● About this task:
Would you set down the data below exactly as shown?
Segment Open
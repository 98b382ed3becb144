//! In-memory backend for orchestrator tests

use std::collections::HashMap;
use std::sync::Arc;
use std::sync::atomic::{AtomicUsize, Ordering};
use std::time::Duration;

use assetvault_client::{AssetServer, BackendError};
use assetvault_common::{Asset, AssetId};
use async_trait::async_trait;
use parking_lot::Mutex;

pub(crate) struct MockServer {
    name: String,
    assets: Mutex<HashMap<AssetId, Asset>>,
    delay: Option<Duration>,
    failure: Option<BackendError>,
    requests: AtomicUsize,
    stores: AtomicUsize,
}

impl MockServer {
    pub(crate) fn new(name: &str) -> Self {
        Self {
            name: name.to_string(),
            assets: Mutex::new(HashMap::new()),
            delay: None,
            failure: None,
            requests: AtomicUsize::new(0),
            stores: AtomicUsize::new(0),
        }
    }

    /// Sleep before answering either call
    pub(crate) fn with_delay(mut self, delay: Duration) -> Self {
        self.delay = Some(delay);
        self
    }

    /// Reject every store with `error`
    pub(crate) fn failing(mut self, error: BackendError) -> Self {
        self.failure = Some(error);
        self
    }

    pub(crate) fn with_asset(self, asset: Asset) -> Self {
        self.assets.lock().insert(asset.id, asset);
        self
    }

    pub(crate) fn shared(self) -> Arc<dyn AssetServer> {
        Arc::new(self)
    }

    /// Trait-object handle sharing this mock's state
    pub(crate) fn handle(self: &Arc<Self>) -> Arc<dyn AssetServer> {
        Arc::clone(self) as Arc<dyn AssetServer>
    }

    pub(crate) fn requests(&self) -> usize {
        self.requests.load(Ordering::SeqCst)
    }

    pub(crate) fn stores(&self) -> usize {
        self.stores.load(Ordering::SeqCst)
    }

    pub(crate) fn holds(&self, id: AssetId) -> bool {
        self.assets.lock().contains_key(&id)
    }
}

#[async_trait]
impl AssetServer for MockServer {
    fn name(&self) -> &str {
        &self.name
    }

    async fn request(&self, id: AssetId) -> Option<Asset> {
        self.requests.fetch_add(1, Ordering::SeqCst);
        if let Some(delay) = self.delay {
            tokio::time::sleep(delay).await;
        }
        self.assets.lock().get(&id).cloned()
    }

    async fn store(&self, asset: &Asset) -> Result<(), BackendError> {
        self.stores.fetch_add(1, Ordering::SeqCst);
        if let Some(delay) = self.delay {
            tokio::time::sleep(delay).await;
        }
        if let Some(failure) = &self.failure {
            return Err(failure.clone());
        }
        let mut assets = self.assets.lock();
        if assets.contains_key(&asset.id) {
            return Err(BackendError::AlreadyExists);
        }
        assets.insert(asset.id, asset.clone());
        Ok(())
    }
}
Segment Closed
● Exercise response:
repository 98b382ed3becb144
//! In-memory backend for orchestrator tests

use std::collections::HashMap;
use std::sync::Arc;
use std::sync::atomic::{AtomicUsize, Ordering};
use std::time::Duration;

use assetvault_client::{AssetServer, BackendError};
use assetvault_common::{Asset, AssetId};
use async_trait::async_trait;
use parking_lot::Mutex;

pub(crate) struct MockServer {
    name: String,
    assets: Mutex<HashMap<AssetId, Asset>>,
    delay: Option<Duration>,
    failure: Option<BackendError>,
    requests: AtomicUsize,
    stores: AtomicUsize,
}

impl MockServer {
    pub(crate) fn new(name: &str) -> Self {
        Self {
            name: name.to_string(),
            assets: Mutex::new(HashMap::new()),
            delay: None,
            failure: None,
            requests: AtomicUsize::new(0),
            stores: AtomicUsize::new(0),
        }
    }

    /// Sleep before answering either call
    pub(crate) fn with_delay(mut self, delay: Duration) -> Self {
        self.delay = Some(delay);
        self
    }

    /// Reject every store with `error`
    pub(crate) fn failing(mut self, error: BackendError) -> Self {
        self.failure = Some(error);
        self
    }

    pub(crate) fn with_asset(self, asset: Asset) -> Self {
        self.assets.lock().insert(asset.id, asset);
        self
    }

    pub(crate) fn shared(self) -> Arc<dyn AssetServer> {
        Arc::new(self)
    }

    /// Trait-object handle sharing this mock's state
    pub(crate) fn handle(self: &Arc<Self>) -> Arc<dyn AssetServer> {
        Arc::clone(self) as Arc<dyn AssetServer>
    }

    pub(crate) fn requests(&self) -> usize {
        self.requests.load(Ordering::SeqCst)
    }

    pub(crate) fn stores(&self) -> usize {
        self.stores.load(Ordering::SeqCst)
    }

    pub(crate) fn holds(&self, id: AssetId) -> bool {
        self.assets.lock().contains_key(&id)
    }
}

#[async_trait]
impl AssetServer for MockServer {
    fn name(&self) -> &str {
        &self.name
    }

    async fn request(&self, id: AssetId) -> Option<Asset> {
        self.requests.fetch_add(1, Ordering::SeqCst);
        if let Some(delay) = self.delay {
            tokio::time::sleep(delay).await;
        }
        self.assets.lock().get(&id).cloned()
    }

    async fn store(&self, asset: &Asset) -> Result<(), BackendError> {
        self.stores.fetch_add(1, Ordering::SeqCst);
        if let Some(delay) = self.delay {
            tokio::time::sleep(delay).await;
        }
        if let Some(failure) = &self.failure {
            return Err(failure.clone());
        }
        let mut assets = self.assets.lock();
        if assets.contains_key(&asset.id) {
            return Err(BackendError::AlreadyExists);
        }
        assets.insert(asset.id, asset.clone());
        Ok(())
    }
}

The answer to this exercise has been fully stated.